For this exercise, restate word for word only the lines from the first line of the data to the line containing "pub fn new(text: &'a".
━━━ Exercise input
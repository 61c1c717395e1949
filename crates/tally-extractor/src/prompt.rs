//! LLM prompt for transaction extraction

/// Builds the extraction prompt for one window of statement text
pub struct PromptBuilder<'a> {
    text: &'a str,
}

impl<'a> PromptBuilder<'a> {
    /// Create a new prompt builder
    pub fn new(text: &'a str) -> Self {
        Self { text }
    }

    /// Build the complete extraction prompt
    pub fn build(&self) -> String {
        let mut prompt = String::with_capacity(
            EXTRACTION_INSTRUCTIONS.len() + OUTPUT_FORMAT_REMINDER.len() + self.text.len() + 64,
        );

        prompt.push_str(EXTRACTION_INSTRUCTIONS);
        prompt.push_str("\n\n");

        prompt.push_str("Here's the text from the financial statement:\n");
        prompt.push_str("---\n");
        prompt.push_str(self.text);
        prompt.push_str("\n---\n\n");

        prompt.push_str(OUTPUT_FORMAT_REMINDER);

        prompt
    }
}

const EXTRACTION_INSTRUCTIONS: &str = r#"You are an assistant trained to extract transaction information from financial statements.
Given the following text from a financial statement, extract all transactions and format them as a list of JSON objects.
Each transaction must have exactly these properties:
- date: The date of the transaction in the format YYYY-MM-DD
- description: A brief description of the transaction
- amount: The transaction amount as a number (negative for debits, positive for credits)

The text was recovered by OCR and may be cut off at the start or end. Skip any
transaction whose date, description or amount is not visible."#;

const OUTPUT_FORMAT_REMINDER: &str = r#"Output format (JSON array only, no additional text):
[
  {
    "date": "2024-01-15",
    "description": "Grocery shopping",
    "amount": -45.67
  }
]

Remember: Return ONLY the JSON array, no markdown code blocks, no explanations.
If there are no transactions, return []."#;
━━━━━━
→ Your response
repository 61c1c717395e1949
filename crates/tally-extractor/src/prompt.rs
//! LLM prompt for transaction extraction

/// Builds the extraction prompt for one window of statement text
pub struct PromptBuilder<'a> {
    text: &'a str,
}

impl<'a> PromptBuilder<'a> {
    /// Create a new prompt builder
    pub fn new(text: &'a str) -> Self {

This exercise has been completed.